Every entry must be repeated exactly in the answer.
---------- DATA
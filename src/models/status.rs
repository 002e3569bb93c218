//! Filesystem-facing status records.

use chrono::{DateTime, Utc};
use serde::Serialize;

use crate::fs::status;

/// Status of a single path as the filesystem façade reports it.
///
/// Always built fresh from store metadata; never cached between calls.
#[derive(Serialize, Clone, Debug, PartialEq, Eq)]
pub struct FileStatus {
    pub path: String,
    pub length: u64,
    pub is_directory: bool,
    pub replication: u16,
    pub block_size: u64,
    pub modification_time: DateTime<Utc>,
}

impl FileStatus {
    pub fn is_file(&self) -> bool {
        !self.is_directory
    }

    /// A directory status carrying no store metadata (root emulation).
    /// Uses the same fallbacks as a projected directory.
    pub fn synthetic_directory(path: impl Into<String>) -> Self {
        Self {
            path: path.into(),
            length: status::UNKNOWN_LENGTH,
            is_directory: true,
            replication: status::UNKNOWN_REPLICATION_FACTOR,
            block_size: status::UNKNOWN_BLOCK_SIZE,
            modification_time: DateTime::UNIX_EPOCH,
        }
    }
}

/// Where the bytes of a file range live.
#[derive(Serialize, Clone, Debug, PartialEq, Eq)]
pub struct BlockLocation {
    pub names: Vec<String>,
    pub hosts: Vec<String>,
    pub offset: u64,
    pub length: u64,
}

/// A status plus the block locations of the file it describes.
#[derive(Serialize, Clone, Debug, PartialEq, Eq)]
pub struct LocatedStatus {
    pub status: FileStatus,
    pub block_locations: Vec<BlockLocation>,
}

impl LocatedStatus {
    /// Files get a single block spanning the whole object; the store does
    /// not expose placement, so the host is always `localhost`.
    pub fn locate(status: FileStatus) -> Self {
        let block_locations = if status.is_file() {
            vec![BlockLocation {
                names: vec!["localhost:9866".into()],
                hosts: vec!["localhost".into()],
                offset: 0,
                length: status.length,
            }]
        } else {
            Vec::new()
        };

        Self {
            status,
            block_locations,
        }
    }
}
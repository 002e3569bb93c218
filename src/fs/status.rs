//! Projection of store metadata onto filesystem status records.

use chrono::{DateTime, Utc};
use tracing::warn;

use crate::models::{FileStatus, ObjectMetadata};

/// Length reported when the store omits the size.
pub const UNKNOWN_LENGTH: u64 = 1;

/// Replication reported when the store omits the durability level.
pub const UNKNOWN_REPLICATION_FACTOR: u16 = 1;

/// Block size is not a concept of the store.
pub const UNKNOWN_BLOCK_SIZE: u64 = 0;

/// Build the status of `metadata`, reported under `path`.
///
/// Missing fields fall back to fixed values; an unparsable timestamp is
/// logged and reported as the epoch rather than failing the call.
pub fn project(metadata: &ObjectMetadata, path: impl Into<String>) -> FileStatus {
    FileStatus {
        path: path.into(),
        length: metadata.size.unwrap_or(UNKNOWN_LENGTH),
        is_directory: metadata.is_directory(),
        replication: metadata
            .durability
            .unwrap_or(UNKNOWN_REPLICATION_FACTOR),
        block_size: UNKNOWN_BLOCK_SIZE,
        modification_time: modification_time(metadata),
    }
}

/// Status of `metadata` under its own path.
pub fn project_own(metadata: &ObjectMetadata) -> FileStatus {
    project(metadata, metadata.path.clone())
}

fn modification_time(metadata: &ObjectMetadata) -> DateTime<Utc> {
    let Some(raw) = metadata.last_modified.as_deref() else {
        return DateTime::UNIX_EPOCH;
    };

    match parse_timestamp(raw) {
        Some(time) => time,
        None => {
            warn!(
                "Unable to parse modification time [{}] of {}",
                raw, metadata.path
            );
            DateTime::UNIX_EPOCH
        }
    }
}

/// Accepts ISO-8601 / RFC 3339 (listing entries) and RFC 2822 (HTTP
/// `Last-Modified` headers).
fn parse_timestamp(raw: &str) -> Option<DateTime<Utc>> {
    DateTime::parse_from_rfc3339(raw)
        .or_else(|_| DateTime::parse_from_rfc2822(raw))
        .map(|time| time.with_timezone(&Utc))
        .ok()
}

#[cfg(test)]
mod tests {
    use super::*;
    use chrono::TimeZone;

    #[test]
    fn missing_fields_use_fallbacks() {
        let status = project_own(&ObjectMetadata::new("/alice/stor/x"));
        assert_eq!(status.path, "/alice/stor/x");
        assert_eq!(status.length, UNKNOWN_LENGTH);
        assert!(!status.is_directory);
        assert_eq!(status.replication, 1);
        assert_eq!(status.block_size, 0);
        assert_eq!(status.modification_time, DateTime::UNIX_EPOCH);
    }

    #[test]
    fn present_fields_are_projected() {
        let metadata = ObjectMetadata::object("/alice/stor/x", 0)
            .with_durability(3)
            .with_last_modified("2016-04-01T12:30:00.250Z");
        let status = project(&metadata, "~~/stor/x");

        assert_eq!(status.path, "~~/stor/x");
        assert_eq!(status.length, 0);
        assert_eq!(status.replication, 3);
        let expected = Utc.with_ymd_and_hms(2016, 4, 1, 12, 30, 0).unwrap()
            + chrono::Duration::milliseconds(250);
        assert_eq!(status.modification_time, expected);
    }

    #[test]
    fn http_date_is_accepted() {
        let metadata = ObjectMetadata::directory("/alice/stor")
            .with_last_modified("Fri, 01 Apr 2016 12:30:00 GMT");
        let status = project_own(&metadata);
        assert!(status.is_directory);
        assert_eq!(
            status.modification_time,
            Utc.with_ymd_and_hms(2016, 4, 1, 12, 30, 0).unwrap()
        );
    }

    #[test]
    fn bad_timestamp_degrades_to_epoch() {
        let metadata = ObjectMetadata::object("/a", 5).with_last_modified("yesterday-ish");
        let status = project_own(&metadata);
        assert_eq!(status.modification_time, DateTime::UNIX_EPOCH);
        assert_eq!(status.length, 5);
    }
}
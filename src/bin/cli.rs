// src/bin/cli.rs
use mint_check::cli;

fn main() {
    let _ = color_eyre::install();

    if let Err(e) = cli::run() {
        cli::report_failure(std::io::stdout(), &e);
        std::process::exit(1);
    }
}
--------------------
## SOLUTION TO THIS TASK
filename src/models/status.rs
repository 002e3569bb93c218
//! Filesystem-facing status records.

use chrono::{DateTime, Utc};
use serde::Serialize;

use crate::fs::status;

/// Status of a single path as the filesystem façade reports it.
///
/// Always built fresh from store metadata; never cached between calls.
#[derive(Serialize, Clone, Debug, PartialEq, Eq)]
pub struct FileStatus {
    pub path: String,
    pub length: u64,
    pub is_directory: bool,
    pub replication: u16,
    pub block_size: u64,
    pub modification_time: DateTime<Utc>,
}

impl FileStatus {
    pub fn is_file(&self) -> bool {
        !self.is_directory
    }

    /// A directory status carrying no store metadata (root emulation).
    /// Uses the same fallbacks as a projected directory.
    pub fn synthetic_directory(path: impl Into<String>) -> Self {
        Self {
            path: path.into(),
            length: status::UNKNOWN_LENGTH,
            is_directory: true,
            replication: status::UNKNOWN_REPLICATION_FACTOR,
            block_size: status::UNKNOWN_BLOCK_SIZE,
            modification_time: DateTime::UNIX_EPOCH,
        }
    }
}

/// Where the bytes of a file range live.
#[derive(Serialize, Clone, Debug, PartialEq, Eq)]
pub struct BlockLocation {
    pub names: Vec<String>,
    pub hosts: Vec<String>,
    pub offset: u64,
    pub length: u64,
}

/// A status plus the block locations of the file it describes.
#[derive(Serialize, Clone, Debug, PartialEq, Eq)]
pub struct LocatedStatus {
    pub status: FileStatus,
    pub block_locations: Vec<BlockLocation>,
}

impl LocatedStatus {
    /// Files get a single block spanning the whole object; the store does
    /// not expose placement, so the host is always `localhost`.
    pub fn locate(status: FileStatus) -> Self {
        let block_locations = if status.is_file() {
            vec![BlockLocation {
                names: vec!["localhost:9866".into()],
                hosts: vec!["localhost".into()],
                offset: 0,
                length: status.length,
            }]
        } else {
            Vec::new()
        };

        Self {
            status,
            block_locations,
        }
    }
}
repository 002e3569bb93c218
filename src/fs/status.rs
//! Projection of store metadata onto filesystem status records.

use chrono::{DateTime, Utc};
use tracing::warn;

use crate::models::{FileStatus, ObjectMetadata};

/// Length reported when the store omits the size.
pub const UNKNOWN_LENGTH: u64 = 1;

/// Replication reported when the store omits the durability level.
pub const UNKNOWN_REPLICATION_FACTOR: u16 = 1;

/// Block size is not a concept of the store.
pub const UNKNOWN_BLOCK_SIZE: u64 = 0;

/// Build the status of `metadata`, reported under `path`.
///
/// Missing fields fall back to fixed values; an unparsable timestamp is
/// logged and reported as the epoch rather than failing the call.
pub fn project(metadata: &ObjectMetadata, path: impl Into<String>) -> FileStatus {
    FileStatus {
        path: path.into(),
        length: metadata.size.unwrap_or(UNKNOWN_LENGTH),
        is_directory: metadata.is_directory(),
        replication: metadata
            .durability
            .unwrap_or(UNKNOWN_REPLICATION_FACTOR),
        block_size: UNKNOWN_BLOCK_SIZE,
        modification_time: modification_time(metadata),
    }
}

/// Status of `metadata` under its own path.
pub fn project_own(metadata: &ObjectMetadata) -> FileStatus {
    project(metadata, metadata.path.clone())
}

fn modification_time(metadata: &ObjectMetadata) -> DateTime<Utc> {
    let Some(raw) = metadata.last_modified.as_deref() else {
        return DateTime::UNIX_EPOCH;
    };

    match parse_timestamp(raw) {
        Some(time) => time,
        None => {
            warn!(
                "Unable to parse modification time [{}] of {}",
                raw, metadata.path
            );
            DateTime::UNIX_EPOCH
        }
    }
}

/// Accepts ISO-8601 / RFC 3339 (listing entries) and RFC 2822 (HTTP
/// `Last-Modified` headers).
fn parse_timestamp(raw: &str) -> Option<DateTime<Utc>> {
    DateTime::parse_from_rfc3339(raw)
        .or_else(|_| DateTime::parse_from_rfc2822(raw))
        .map(|time| time.with_timezone(&Utc))
        .ok()
}

#[cfg(test)]
mod tests {
    use super::*;
    use chrono::TimeZone;

    #[test]
    fn missing_fields_use_fallbacks() {
        let status = project_own(&ObjectMetadata::new("/alice/stor/x"));
        assert_eq!(status.path, "/alice/stor/x");
        assert_eq!(status.length, UNKNOWN_LENGTH);
        assert!(!status.is_directory);
        assert_eq!(status.replication, 1);
        assert_eq!(status.block_size, 0);
        assert_eq!(status.modification_time, DateTime::UNIX_EPOCH);
    }

    #[test]
    fn present_fields_are_projected() {
        let metadata = ObjectMetadata::object("/alice/stor/x", 0)
            .with_durability(3)
            .with_last_modified("2016-04-01T12:30:00.250Z");
        let status = project(&metadata, "~~/stor/x");

        assert_eq!(status.path, "~~/stor/x");
        assert_eq!(status.length, 0);
        assert_eq!(status.replication, 3);
        let expected = Utc.with_ymd_and_hms(2016, 4, 1, 12, 30, 0).unwrap()
            + chrono::Duration::milliseconds(250);
        assert_eq!(status.modification_time, expected);
    }

    #[test]
    fn http_date_is_accepted() {
        let metadata = ObjectMetadata::directory("/alice/stor")
            .with_last_modified("Fri, 01 Apr 2016 12:30:00 GMT");
        let status = project_own(&metadata);
        assert!(status.is_directory);
        assert_eq!(
            status.modification_time,
            Utc.with_ymd_and_hms(2016, 4, 1, 12, 30, 0).unwrap()
        );
    }

    #[test]
    fn bad_timestamp_degrades_to_epoch() {
        let metadata = ObjectMetadata::object("/a", 5).with_last_modified("yesterday-ish");
        let status = project_own(&metadata);
        assert_eq!(status.modification_time, DateTime::UNIX_EPOCH);
        assert_eq!(status.length, 5);
    }
}
filename src/bin/cli.rs
// src/bin/cli.rs
use mint_check::cli;

fn main() {
    let _ = color_eyre::install();

    if let Err(e) = cli::run() {
        cli::report_failure(std::io::stdout(), &e);
        std::process::exit(1);
    }
}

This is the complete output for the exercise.